What Is the IAEA Board Voting On?

The 35-member Board of Governors is considering a US-drafted resolution to censure Iran for denying all inspector access to its declared nuclear facilities since February 28, 2026. The draft was circulated on June 5 — the same day Grossi told reporters that Iran and the United States appeared “pretty close” to a nuclear framework agreement.

The contradiction was immediate. Washington was circulating a punitive resolution against Tehran’s nuclear programme while its own envoys were reportedly narrowing the terms of a deal. GOV/2026/8, the most recent safeguards report, recorded 8,599.6 kilograms of lower-enriched uranium alongside the sixty-percent-enriched stockpile described in the February 27 snapshot. The Board is voting on a stockpile it can describe but cannot measure.

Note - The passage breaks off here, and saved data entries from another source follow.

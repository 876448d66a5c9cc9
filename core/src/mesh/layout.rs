//! Vertex layout definitions.
//!
//! Every submesh carries an `Arc<VertexLayout>` describing its vertex bytes.
//! Layouts are single-buffer and interleaved: either the engine's
//! [`CanonicalVertex`] or the source file's own interleaving.

use bytemuck::{Pod, Zeroable};

/// Semantic meaning of a vertex attribute.
#[derive(Debug, Clone, Copy, PartialEq, Eq, PartialOrd, Ord, Hash)]
pub enum VertexAttributeSemantic {
    /// Vertex position.
    Position,
    /// Vertex normal.
    Normal,
    /// Texture coordinates set 0.
    TexCoord0,
    /// Vertex tangent (w = handedness).
    Tangent,
    /// Vertex color set 0.
    Color,
    /// Joint indices for skinning.
    Joints,
    /// Joint weights for skinning.
    Weights,
}

impl VertexAttributeSemantic {
    /// Shader input location for this semantic.
    pub fn location(&self) -> u32 {
        match self {
            Self::Position => 0,
            Self::Normal => 1,
            Self::TexCoord0 => 2,
            Self::Tangent => 3,
            Self::Color => 4,
            Self::Joints => 5,
            Self::Weights => 6,
        }
    }
}

/// Format of a vertex attribute.
#[derive(Debug, Clone, Copy, PartialEq, Eq, Hash)]
pub enum VertexAttributeFormat {
    /// One 32-bit float.
    Float,
    /// Two 32-bit floats.
    Float2,
    /// Three 32-bit floats.
    Float3,
    /// Four 32-bit floats.
    Float4,
    /// Two normalized unsigned bytes.
    Unorm8x2,
    /// Four normalized unsigned bytes.
    Unorm8x4,
    /// Four normalized signed bytes.
    Snorm8x4,
    /// Two normalized unsigned shorts.
    Unorm16x2,
    /// Four normalized unsigned shorts.
    Unorm16x4,
    /// Four normalized signed shorts.
    Snorm16x4,
    /// Four unsigned bytes.
    Uint8x4,
    /// Four unsigned shorts.
    Uint16x4,
}

impl VertexAttributeFormat {
    /// Size in bytes.
    pub fn size(&self) -> u32 {
        match self {
            Self::Float => 4,
            Self::Float2 => 8,
            Self::Float3 => 12,
            Self::Float4 => 16,
            Self::Unorm8x2 => 2,
            Self::Unorm8x4 | Self::Snorm8x4 | Self::Uint8x4 => 4,
            Self::Unorm16x2 => 4,
            Self::Unorm16x4 | Self::Snorm16x4 | Self::Uint16x4 => 8,
        }
    }
}

/// One attribute within an interleaved vertex.
#[derive(Debug, Clone, Copy, PartialEq, Eq, Hash)]
pub struct VertexAttribute {
    /// What the attribute holds.
    pub semantic: VertexAttributeSemantic,
    /// Data format.
    pub format: VertexAttributeFormat,
    /// Byte offset within the vertex.
    pub offset: u32,
}

impl VertexAttribute {
    /// Create an attribute.
    pub fn new(
        semantic: VertexAttributeSemantic,
        format: VertexAttributeFormat,
        offset: u32,
    ) -> Self {
        Self {
            semantic,
            format,
            offset,
        }
    }
}

/// Interleaved single-buffer vertex layout.
#[derive(Debug, Clone, PartialEq, Eq, Hash, Default)]
pub struct VertexLayout {
    /// Bytes between consecutive vertices.
    pub stride: u32,
    /// Attributes, sorted by offset.
    pub attributes: Vec<VertexAttribute>,
}

impl VertexLayout {
    /// Create an empty layout with the given stride.
    pub fn new(stride: u32) -> Self {
        Self {
            stride,
            attributes: Vec::new(),
        }
    }

    /// Add an attribute, keeping attributes ordered by offset.
    pub fn with_attribute(mut self, attribute: VertexAttribute) -> Self {
        self.attributes.push(attribute);
        self.attributes.sort_by_key(|a| a.offset);
        self
    }

    /// The layout of [`CanonicalVertex`].
    pub fn canonical() -> Self {
        use VertexAttributeFormat as F;
        use VertexAttributeSemantic as S;

        Self::new(CanonicalVertex::STRIDE)
            .with_attribute(VertexAttribute::new(S::Position, F::Float3, 0))
            .with_attribute(VertexAttribute::new(S::Normal, F::Float3, 12))
            .with_attribute(VertexAttribute::new(S::TexCoord0, F::Float2, 24))
            .with_attribute(VertexAttribute::new(S::Tangent, F::Float4, 32))
            .with_attribute(VertexAttribute::new(S::Color, F::Float4, 48))
            .with_attribute(VertexAttribute::new(S::Joints, F::Uint16x4, 64))
            .with_attribute(VertexAttribute::new(S::Weights, F::Float4, 72))
    }

    /// Whether this is the canonical layout.
    pub fn is_canonical(&self) -> bool {
        *self == Self::canonical()
    }

    /// Find an attribute by semantic.
    pub fn attribute(&self, semantic: VertexAttributeSemantic) -> Option<&VertexAttribute> {
        self.attributes.iter().find(|a| a.semantic == semantic)
    }

    /// Byte offset of a `Float32x3` position attribute, the only position
    /// format ray-tracing geometry accepts.
    pub fn float3_position_offset(&self) -> Option<u32> {
        self.attribute(VertexAttributeSemantic::Position)
            .filter(|a| a.format == VertexAttributeFormat::Float3)
            .map(|a| a.offset)
    }
}

/// Engine vertex format produced by the canonical loader path.
#[repr(C)]
#[derive(Debug, Clone, Copy, PartialEq, Pod, Zeroable)]
pub struct CanonicalVertex {
    /// Position.
    pub position: [f32; 3],
    /// Normal (zero when the source has none).
    pub normal: [f32; 3],
    /// First texture coordinate set.
    pub uv0: [f32; 2],
    /// Tangent with handedness in w.
    pub tangent: [f32; 4],
    /// Vertex color (white when the source has none).
    pub color: [f32; 4],
    /// Skinning joint indices.
    pub joints: [u16; 4],
    /// Skinning weights.
    pub weights: [f32; 4],
}

impl CanonicalVertex {
    /// Size of one vertex in bytes.
    pub const STRIDE: u32 = std::mem::size_of::<Self>() as u32;
}

impl Default for CanonicalVertex {
    fn default() -> Self {
        Self {
            position: [0.0; 3],
            normal: [0.0; 3],
            uv0: [0.0; 2],
            tangent: [0.0; 4],
            color: [1.0; 4],
            joints: [0; 4],
            weights: [0.0; 4],
        }
    }
}

#[cfg(test)]
mod tests {
    use super::*;

    #[test]
    fn test_canonical_stride() {
        assert_eq!(CanonicalVertex::STRIDE, 88);
        assert_eq!(VertexLayout::canonical().stride, 88);
    }

    #[test]
    fn test_canonical_offsets_match_struct() {
        let layout = VertexLayout::canonical();
        let v = CanonicalVertex::default();
        let base = &v as *const _ as usize;
        let weights = &v.weights as *const _ as usize;
        let joints = &v.joints as *const _ as usize;
        assert_eq!(
            layout.attribute(VertexAttributeSemantic::Weights).unwrap().offset as usize,
            weights - base
        );
        assert_eq!(
            layout.attribute(VertexAttributeSemantic::Joints).unwrap().offset as usize,
            joints - base
        );
    }

    #[test]
    fn test_attributes_sorted_by_offset() {
        let layout = VertexLayout::new(20)
            .with_attribute(VertexAttribute::new(
                VertexAttributeSemantic::TexCoord0,
                VertexAttributeFormat::Float2,
                12,
            ))
            .with_attribute(VertexAttribute::new(
                VertexAttributeSemantic::Position,
                VertexAttributeFormat::Float3,
                0,
            ));
        assert_eq!(layout.attributes[0].semantic, VertexAttributeSemantic::Position);
        assert_eq!(layout.float3_position_offset(), Some(0));
        assert!(!layout.is_canonical());
    }

    #[test]
    fn test_non_float_position_rejected() {
        let layout = VertexLayout::new(8).with_attribute(VertexAttribute::new(
            VertexAttributeSemantic::Position,
            VertexAttributeFormat::Unorm16x4,
            0,
        ));
        assert_eq!(layout.float3_position_offset(), None);
    }
}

The resolution demands that Iran restore full inspector access immediately and provide a complete accounting of all nuclear material and activities during the monitoring gap. It calls on the Director General to report back within ninety days. Verifying what happened to nuclear material during three months of unsupervised custody would require extensive environmental sampling and physical inventory measurements that Iran has given no indication it would permit.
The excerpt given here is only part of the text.